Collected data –
···
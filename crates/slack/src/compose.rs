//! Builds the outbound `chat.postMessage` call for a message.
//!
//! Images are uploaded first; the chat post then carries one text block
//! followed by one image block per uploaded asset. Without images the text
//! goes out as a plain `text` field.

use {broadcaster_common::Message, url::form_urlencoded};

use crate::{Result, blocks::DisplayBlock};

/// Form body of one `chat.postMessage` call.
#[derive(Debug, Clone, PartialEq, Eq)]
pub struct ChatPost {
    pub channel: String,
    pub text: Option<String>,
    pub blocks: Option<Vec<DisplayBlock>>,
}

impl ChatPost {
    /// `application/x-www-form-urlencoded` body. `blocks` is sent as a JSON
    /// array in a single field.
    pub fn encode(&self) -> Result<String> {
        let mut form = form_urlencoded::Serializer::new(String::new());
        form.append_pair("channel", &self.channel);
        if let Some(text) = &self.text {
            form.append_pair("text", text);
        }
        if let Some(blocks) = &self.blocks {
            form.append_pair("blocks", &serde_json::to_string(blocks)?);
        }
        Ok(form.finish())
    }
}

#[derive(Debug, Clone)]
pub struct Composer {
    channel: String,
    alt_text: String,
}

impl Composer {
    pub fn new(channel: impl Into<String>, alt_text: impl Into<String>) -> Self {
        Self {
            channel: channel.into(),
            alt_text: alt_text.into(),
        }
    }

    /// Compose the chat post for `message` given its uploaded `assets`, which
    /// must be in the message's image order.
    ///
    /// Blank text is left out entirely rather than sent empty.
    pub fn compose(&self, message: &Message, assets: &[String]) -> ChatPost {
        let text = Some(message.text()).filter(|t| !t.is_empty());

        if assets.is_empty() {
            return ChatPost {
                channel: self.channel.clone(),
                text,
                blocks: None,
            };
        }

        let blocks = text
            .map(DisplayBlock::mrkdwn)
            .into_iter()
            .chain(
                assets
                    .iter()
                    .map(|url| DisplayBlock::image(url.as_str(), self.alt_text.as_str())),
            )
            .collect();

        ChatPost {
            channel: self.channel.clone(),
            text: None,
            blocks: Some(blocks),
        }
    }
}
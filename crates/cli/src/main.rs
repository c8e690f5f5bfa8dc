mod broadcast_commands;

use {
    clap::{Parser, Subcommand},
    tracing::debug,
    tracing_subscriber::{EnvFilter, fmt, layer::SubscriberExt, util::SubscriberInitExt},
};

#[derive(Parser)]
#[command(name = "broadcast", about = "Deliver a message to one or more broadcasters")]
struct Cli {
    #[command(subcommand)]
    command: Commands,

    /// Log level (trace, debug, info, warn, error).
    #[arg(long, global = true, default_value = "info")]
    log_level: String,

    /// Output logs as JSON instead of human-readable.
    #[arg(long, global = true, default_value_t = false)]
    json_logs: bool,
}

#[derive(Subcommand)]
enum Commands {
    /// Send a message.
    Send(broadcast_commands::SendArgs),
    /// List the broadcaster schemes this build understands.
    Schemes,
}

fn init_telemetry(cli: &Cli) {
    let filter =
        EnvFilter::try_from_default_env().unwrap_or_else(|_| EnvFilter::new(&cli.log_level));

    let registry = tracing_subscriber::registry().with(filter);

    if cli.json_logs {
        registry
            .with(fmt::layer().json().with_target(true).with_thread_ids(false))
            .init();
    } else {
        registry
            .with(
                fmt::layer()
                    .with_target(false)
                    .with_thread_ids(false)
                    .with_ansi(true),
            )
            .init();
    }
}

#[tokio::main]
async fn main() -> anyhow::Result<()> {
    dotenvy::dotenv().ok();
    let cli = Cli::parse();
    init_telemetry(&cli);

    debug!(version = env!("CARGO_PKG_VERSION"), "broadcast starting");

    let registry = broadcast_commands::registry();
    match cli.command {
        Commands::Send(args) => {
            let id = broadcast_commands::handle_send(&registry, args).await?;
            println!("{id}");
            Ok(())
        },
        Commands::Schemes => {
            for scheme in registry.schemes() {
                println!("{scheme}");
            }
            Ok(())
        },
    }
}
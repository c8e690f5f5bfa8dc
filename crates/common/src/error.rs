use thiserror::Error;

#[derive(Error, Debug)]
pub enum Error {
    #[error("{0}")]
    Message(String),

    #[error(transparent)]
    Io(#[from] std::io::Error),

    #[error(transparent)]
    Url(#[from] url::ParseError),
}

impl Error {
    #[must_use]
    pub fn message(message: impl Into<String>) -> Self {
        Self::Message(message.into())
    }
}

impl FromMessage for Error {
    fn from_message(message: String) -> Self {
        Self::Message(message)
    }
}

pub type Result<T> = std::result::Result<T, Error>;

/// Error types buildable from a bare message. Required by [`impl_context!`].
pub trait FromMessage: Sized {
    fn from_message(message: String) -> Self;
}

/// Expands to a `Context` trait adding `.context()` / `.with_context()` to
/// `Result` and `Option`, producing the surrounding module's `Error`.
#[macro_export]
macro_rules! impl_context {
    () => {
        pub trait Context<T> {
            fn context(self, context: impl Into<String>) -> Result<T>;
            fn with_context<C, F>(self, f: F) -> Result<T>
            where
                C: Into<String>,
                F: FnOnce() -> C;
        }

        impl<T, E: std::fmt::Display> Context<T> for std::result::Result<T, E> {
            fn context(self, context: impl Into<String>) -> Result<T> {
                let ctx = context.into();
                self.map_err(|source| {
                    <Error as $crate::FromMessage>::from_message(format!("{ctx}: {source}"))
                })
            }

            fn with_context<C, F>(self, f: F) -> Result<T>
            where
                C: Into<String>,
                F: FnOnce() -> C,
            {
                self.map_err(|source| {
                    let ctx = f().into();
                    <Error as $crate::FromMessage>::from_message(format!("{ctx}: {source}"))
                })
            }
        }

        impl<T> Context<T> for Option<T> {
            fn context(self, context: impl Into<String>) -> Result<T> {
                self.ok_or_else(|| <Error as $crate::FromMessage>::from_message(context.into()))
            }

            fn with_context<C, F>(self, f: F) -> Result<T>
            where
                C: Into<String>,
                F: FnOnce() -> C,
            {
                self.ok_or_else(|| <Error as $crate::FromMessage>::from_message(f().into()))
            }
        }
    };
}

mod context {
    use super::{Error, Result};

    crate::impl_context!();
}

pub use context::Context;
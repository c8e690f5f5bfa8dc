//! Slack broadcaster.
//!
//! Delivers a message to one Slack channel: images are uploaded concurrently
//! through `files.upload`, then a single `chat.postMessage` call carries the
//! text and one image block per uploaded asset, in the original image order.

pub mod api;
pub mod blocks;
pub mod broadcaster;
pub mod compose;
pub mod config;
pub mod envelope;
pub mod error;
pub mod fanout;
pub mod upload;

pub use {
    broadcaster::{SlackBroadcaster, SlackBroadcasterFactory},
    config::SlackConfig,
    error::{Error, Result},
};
···
Give back the data exactly, with no line dropped.

Response to this task –
filename crates/slack/src/compose.rs
//! Builds the outbound `chat.postMessage` call for a message.
//!
//! Images are uploaded first; the chat post then carries one text block
//! followed by one image block per uploaded asset. Without images the text
//! goes out as a plain `text` field.

use {broadcaster_common::Message, url::form_urlencoded};

use crate::{Result, blocks::DisplayBlock};

/// Form body of one `chat.postMessage` call.
#[derive(Debug, Clone, PartialEq, Eq)]
pub struct ChatPost {
    pub channel: String,
    pub text: Option<String>,
    pub blocks: Option<Vec<DisplayBlock>>,
}

impl ChatPost {
    /// `application/x-www-form-urlencoded` body. `blocks` is sent as a JSON
    /// array in a single field.
    pub fn encode(&self) -> Result<String> {
        let mut form = form_urlencoded::Serializer::new(String::new());
        form.append_pair("channel", &self.channel);
        if let Some(text) = &self.text {
            form.append_pair("text", text);
        }
        if let Some(blocks) = &self.blocks {
            form.append_pair("blocks", &serde_json::to_string(blocks)?);
        }
        Ok(form.finish())
    }
}

#[derive(Debug, Clone)]
pub struct Composer {
    channel: String,
    alt_text: String,
}

impl Composer {
    pub fn new(channel: impl Into<String>, alt_text: impl Into<String>) -> Self {
        Self {
            channel: channel.into(),
            alt_text: alt_text.into(),
        }
    }

    /// Compose the chat post for `message` given its uploaded `assets`, which
    /// must be in the message's image order.
    ///
    /// Blank text is left out entirely rather than sent empty.
    pub fn compose(&self, message: &Message, assets: &[String]) -> ChatPost {
        let text = Some(message.text()).filter(|t| !t.is_empty());

        if assets.is_empty() {
            return ChatPost {
                channel: self.channel.clone(),
                text,
                blocks: None,
            };
        }

        let blocks = text
            .map(DisplayBlock::mrkdwn)
            .into_iter()
            .chain(
                assets
                    .iter()
                    .map(|url| DisplayBlock::image(url.as_str(), self.alt_text.as_str())),
            )
            .collect();

        ChatPost {
            channel: self.channel.clone(),
            text: None,
            blocks: Some(blocks),
        }
    }
}
filename crates/cli/src/main.rs
repository c8e690f5f5bfa8dc
mod broadcast_commands;

use {
    clap::{Parser, Subcommand},
    tracing::debug,
    tracing_subscriber::{EnvFilter, fmt, layer::SubscriberExt, util::SubscriberInitExt},
};

#[derive(Parser)]
#[command(name = "broadcast", about = "Deliver a message to one or more broadcasters")]
struct Cli {
    #[command(subcommand)]
    command: Commands,

    /// Log level (trace, debug, info, warn, error).
    #[arg(long, global = true, default_value = "info")]
    log_level: String,

    /// Output logs as JSON instead of human-readable.
    #[arg(long, global = true, default_value_t = false)]
    json_logs: bool,
}

#[derive(Subcommand)]
enum Commands {
    /// Send a message.
    Send(broadcast_commands::SendArgs),
    /// List the broadcaster schemes this build understands.
    Schemes,
}

fn init_telemetry(cli: &Cli) {
    let filter =
        EnvFilter::try_from_default_env().unwrap_or_else(|_| EnvFilter::new(&cli.log_level));

    let registry = tracing_subscriber::registry().with(filter);

    if cli.json_logs {
        registry
            .with(fmt::layer().json().with_target(true).with_thread_ids(false))
            .init();
    } else {
        registry
            .with(
                fmt::layer()
                    .with_target(false)
                    .with_thread_ids(false)
                    .with_ansi(true),
            )
            .init();
    }
}

#[tokio::main]
async fn main() -> anyhow::Result<()> {
    dotenvy::dotenv().ok();
    let cli = Cli::parse();
    init_telemetry(&cli);

    debug!(version = env!("CARGO_PKG_VERSION"), "broadcast starting");

    let registry = broadcast_commands::registry();
    match cli.command {
        Commands::Send(args) => {
            let id = broadcast_commands::handle_send(&registry, args).await?;
            println!("{id}");
            Ok(())
        },
        Commands::Schemes => {
            for scheme in registry.schemes() {
                println!("{scheme}");
            }
            Ok(())
        },
    }
}
repository c8e690f5f5bfa8dc
filename crates/common/src/error.rs
use thiserror::Error;

#[derive(Error, Debug)]
pub enum Error {
    #[error("{0}")]
    Message(String),

    #[error(transparent)]
    Io(#[from] std::io::Error),

    #[error(transparent)]
    Url(#[from] url::ParseError),
}

impl Error {
    #[must_use]
    pub fn message(message: impl Into<String>) -> Self {
        Self::Message(message.into())
    }
}

impl FromMessage for Error {
    fn from_message(message: String) -> Self {
        Self::Message(message)
    }
}

pub type Result<T> = std::result::Result<T, Error>;

/// Error types buildable from a bare message. Required by [`impl_context!`].
pub trait FromMessage: Sized {
    fn from_message(message: String) -> Self;
}

/// Expands to a `Context` trait adding `.context()` / `.with_context()` to
/// `Result` and `Option`, producing the surrounding module's `Error`.
#[macro_export]
macro_rules! impl_context {
    () => {
        pub trait Context<T> {
            fn context(self, context: impl Into<String>) -> Result<T>;
            fn with_context<C, F>(self, f: F) -> Result<T>
            where
                C: Into<String>,
                F: FnOnce() -> C;
        }

        impl<T, E: std::fmt::Display> Context<T> for std::result::Result<T, E> {
            fn context(self, context: impl Into<String>) -> Result<T> {
                let ctx = context.into();
                self.map_err(|source| {
                    <Error as $crate::FromMessage>::from_message(format!("{ctx}: {source}"))
                })
            }

            fn with_context<C, F>(self, f: F) -> Result<T>
            where
                C: Into<String>,
                F: FnOnce() -> C,
            {
                self.map_err(|source| {
                    let ctx = f().into();
                    <Error as $crate::FromMessage>::from_message(format!("{ctx}: {source}"))
                })
            }
        }

        impl<T> Context<T> for Option<T> {
            fn context(self, context: impl Into<String>) -> Result<T> {
                self.ok_or_else(|| <Error as $crate::FromMessage>::from_message(context.into()))
            }

            fn with_context<C, F>(self, f: F) -> Result<T>
            where
                C: Into<String>,
                F: FnOnce() -> C,
            {
                self.ok_or_else(|| <Error as $crate::FromMessage>::from_message(f().into()))
            }
        }
    };
}

mod context {
    use super::{Error, Result};

    crate::impl_context!();
}

pub use context::Context;
repository c8e690f5f5bfa8dc
//! Slack broadcaster.
//!
//! Delivers a message to one Slack channel: images are uploaded concurrently
//! through `files.upload`, then a single `chat.postMessage` call carries the
//! text and one image block per uploaded asset, in the original image order.

pub mod api;
pub mod blocks;
pub mod broadcaster;
pub mod compose;
pub mod config;
pub mod envelope;
pub mod error;
pub mod fanout;
pub mod upload;

pub use {
    broadcaster::{SlackBroadcaster, SlackBroadcasterFactory},
    config::SlackConfig,
    error::{Error, Result},
};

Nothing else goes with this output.